We conducted this study in two regions of a small country (Switzerland) in which the number of BRCA1/BRCA2 mutation carriers is small and the issue of genetic cancer risk remains confidential, particularly in the private health-care sector.25,26 The Swiss medical system is fragmented in terms of cancer-risk management. However, the scientific literature suggests that the management of genetically at-risk individuals may be inconsistent in most countries. According to authors of several studies conducted in the United States, Canada, and Europe, health-care professionals are not always well-informed or trained to manage at-risk individuals.27,28,29,30,31 Additionally, preventive medicine is far from being accepted by all members of the medical community.32 Finally, physicians tend to develop their own interpretation of international guidelines.33 Löwy and Gaudillère34 argued that a given mutation in the BRCA1/BRCA2 genes is identical everywhere, but its meaning depends on the local context. Thus, “hereditary risk” does not necessarily mean the same thing to a gynecologist, an oncologist, or a medical geneticist. As a consequence, a certain level of inconsistency between health-care professionals is likely to exist, except, maybe, when the management of genetically at-risk individuals is strictly centralized in defined institutions.

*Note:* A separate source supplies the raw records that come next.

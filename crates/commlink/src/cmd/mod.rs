use std::net::{IpAddr, Ipv4Addr, SocketAddr};
use std::path::PathBuf;

use clap::{ArgGroup, Args, Subcommand, ValueEnum};

use crate::exit::CliResult;
use crate::output::OutputFormat;

pub mod client;
pub mod ports;
pub mod serial;
pub mod server;
pub mod session;
pub mod version;

#[derive(Subcommand, Debug)]
pub enum Command {
    /// Listen for TCP peers and print received frames.
    Server(ServerArgs),
    /// Connect to a TCP device, optionally send a request, print frames.
    Client(ClientArgs),
    /// Open a serial line, optionally send a request, print frames.
    Serial(SerialArgs),
    /// List serial ports on this machine.
    Ports(PortsArgs),
    /// Show version information.
    Version(VersionArgs),
}

pub fn run(command: Command, format: OutputFormat) -> CliResult<i32> {
    match command {
        Command::Server(args) => server::run(args, format),
        Command::Client(args) => client::run(args, format),
        Command::Serial(args) => serial::run(args, format),
        Command::Ports(args) => ports::run(args, format),
        Command::Version(args) => version::run(args),
    }
}

#[derive(Args, Debug, Clone)]
pub struct FramingArgs {
    /// End-of-frame byte (decimal or 0x-prefixed hex).
    #[arg(long, value_name = "BYTE", default_value = "0x00", value_parser = session::parse_byte)]
    pub terminator: u8,
    /// Receive buffer size in bytes.
    #[arg(long, default_value_t = 1024)]
    pub buffer_size: usize,
    /// Keep partial frames across reads instead of one frame per read.
    #[arg(long)]
    pub accumulate: bool,
}

#[derive(Args, Debug, Clone)]
#[command(group(ArgGroup::new("payload").args(["data", "hex", "file"])))]
pub struct ExchangeArgs {
    /// Text payload.
    #[arg(long)]
    pub data: Option<String>,
    /// Hex payload, e.g. "01 03 00".
    #[arg(long)]
    pub hex: Option<String>,
    /// Read payload from file.
    #[arg(long)]
    pub file: Option<PathBuf>,
    /// Append the terminator byte to the payload.
    #[arg(long, requires = "payload")]
    pub terminate: bool,
    /// Wait until a frame comes back before continuing.
    #[arg(long, requires = "payload")]
    pub sync: bool,
    /// Maximum time to wait for the reply when --sync is set (e.g. 2s, 500ms).
    #[arg(long, default_value = "1s")]
    pub timeout: String,
    /// Exit after printing N frames.
    #[arg(long)]
    pub count: Option<usize>,
    /// Keep printing frames after the payload was sent, until interrupted.
    #[arg(long)]
    pub listen: bool,
}

#[derive(Args, Debug)]
pub struct ServerArgs {
    /// TCP port to listen on.
    pub port: u16,
    /// Interface to bind.
    #[arg(long, default_value_t = IpAddr::V4(Ipv4Addr::UNSPECIFIED))]
    pub bind: IpAddr,
    /// Send every received frame back to the peer it came from.
    #[arg(long)]
    pub echo: bool,
    /// Exit after printing N frames.
    #[arg(long)]
    pub count: Option<usize>,
    #[command(flatten)]
    pub framing: FramingArgs,
}

#[derive(Args, Debug)]
pub struct ClientArgs {
    /// Remote address, e.g. 192.168.1.20:4001.
    pub remote: SocketAddr,
    /// Bind this local port before connecting.
    #[arg(long, default_value_t = 0)]
    pub local_port: u16,
    /// How long to wait for the first connection (e.g. 5s).
    #[arg(long, default_value = "5s")]
    pub connect_timeout: String,
    /// Delay between reconnect attempts.
    #[arg(long, default_value = "3s")]
    pub reconnect_interval: String,
    /// Skip the ICMP reachability probe before connecting.
    #[arg(long)]
    pub no_probe: bool,
    /// Heartbeat payload in hex, sent periodically while connected.
    #[arg(long, value_name = "HEX")]
    pub heartbeat: Option<String>,
    /// Heartbeat period.
    #[arg(long, default_value = "1s", requires = "heartbeat")]
    pub heartbeat_interval: String,
    #[command(flatten)]
    pub exchange: ExchangeArgs,
    #[command(flatten)]
    pub framing: FramingArgs,
}

#[derive(Copy, Clone, Debug, ValueEnum)]
pub enum ParityArg {
    None,
    Odd,
    Even,
    Mark,
    Space,
}

#[derive(Copy, Clone, Debug, ValueEnum)]
pub enum StopBitsArg {
    #[value(name = "1")]
    One,
    #[value(name = "1.5")]
    OnePointFive,
    #[value(name = "2")]
    Two,
}

#[derive(Args, Debug)]
pub struct SerialArgs {
    /// Port name, e.g. /dev/ttyUSB0 or COM3.
    pub port: String,
    #[arg(long, default_value_t = 9600)]
    pub baud: u32,
    #[arg(long, value_enum, default_value = "none")]
    pub parity: ParityArg,
    #[arg(long, default_value_t = 8, value_parser = clap::value_parser!(u8).range(5..=8))]
    pub data_bits: u8,
    #[arg(long, value_enum, default_value = "1")]
    pub stop_bits: StopBitsArg,
    /// Drop anything already buffered on the line after opening.
    #[arg(long)]
    pub discard: bool,
    #[command(flatten)]
    pub exchange: ExchangeArgs,
    #[command(flatten)]
    pub framing: FramingArgs,
}

#[derive(Args, Debug, Default)]
pub struct PortsArgs {}

#[derive(Args, Debug)]
pub struct VersionArgs {
    /// Show extended build provenance.
    #[arg(long)]
    pub extended: bool,
}
//! Terminator-byte message framing for equipment byte streams.
//!
//! Equipment protocols on serial lines and raw TCP sockets commonly mark the
//! end of a message with a single byte (NUL, LF, ETX). This crate extracts
//! those messages from the raw stream:
//! - [`FrameMode::SingleRead`]: every physical read yields one frame, cut at
//!   the first terminator; nothing carries over between reads.
//! - [`FrameMode::Accumulate`]: a persistent buffer carries partial frames
//!   across reads and every terminated frame is yielded in order.

pub mod codec;
pub mod error;
pub mod reader;
pub mod writer;

pub use codec::{
    decode_frame, extract_frame, Frame, FrameConfig, FrameMode, DEFAULT_BUFFER_SIZE,
    DEFAULT_MAX_FRAME_SIZE, DEFAULT_TERMINATOR,
};
pub use error::{FrameError, Result};
pub use reader::FrameReader;
pub use writer::FrameWriter;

This study has some limitations. Although the size of the sample is appropriate for a qualitative study,19 we were not able to achieve a balanced distribution of the participants in the three age groups. Additionally, the sample may be biased toward those women who were willing and able to share their experiences. Finally, it is unclear how the results of the present investigation could be extended to genetically at-risk women who are followed up by multidisciplinary teams working in centralized institutions, such as hereditary cancer clinics.

Despite these limitations, this study revealed some potentially crucial implications of BRCA1/BRCA2 genetic testing. The contradictory attitudes of health-care professionals in caring for at-risk women underline the urgent need to promote a greater understanding and awareness of the genetically at-risk status and of the care for this condition within the health-care system. Evidence-based guidelines exist, but they do not always seem to be known or applied. Additionally, a concerted approach should be encouraged to improve communication and consistency among the health-care professionals involved. Finally, updated and continuous education should provide concerned health-care professionals with the necessary scientific knowledge, relational skills, and ethical attitude to efficiently support genetically at-risk individuals throughout their complex trajectory, particularly during its most delicate phase (age 35–45 years). For all these reasons, we believe that multidisciplinary hereditary cancer clinics would be particularly appropriate for regular follow-up of BRCA1/BRCA2 mutation carriers. Other interventions may also be addressed with unaffected women to empower them to reduce uncertainty and/or decisional conflicts. For instance, women may benefit from traditional and/or Web-based support groups. These interventions have been found to help BRCA1/BRCA2-positive women in terms of risk management, because they provide information, emotional support, and specific experiential knowledge from women with similar medical conditions.35,36

In conclusion, this qualitative study provides new insights into the experience of unaffected women carrying BRCA1/BRCA2 mutations. These women are exposed to contradictory pressures from the social and medical systems and are thus prone to develop a sense of disorientation regarding the most appropriate way of coping with cancer risk. The contradictory attitudes of health-care professionals are one of the factors that generate and/or reinforce this sense of disorientation. In the future, more qualitative studies are needed to explore the experience of the health-care professionals who are involved in the long-term care of carriers of genetic predispositions to cancer and, following Löwy and Gaudillère,34 to explore their understanding of “hereditary risk” and its consequences for their way of managing these individuals.

Disclosure

The authors declare no conflict of interest.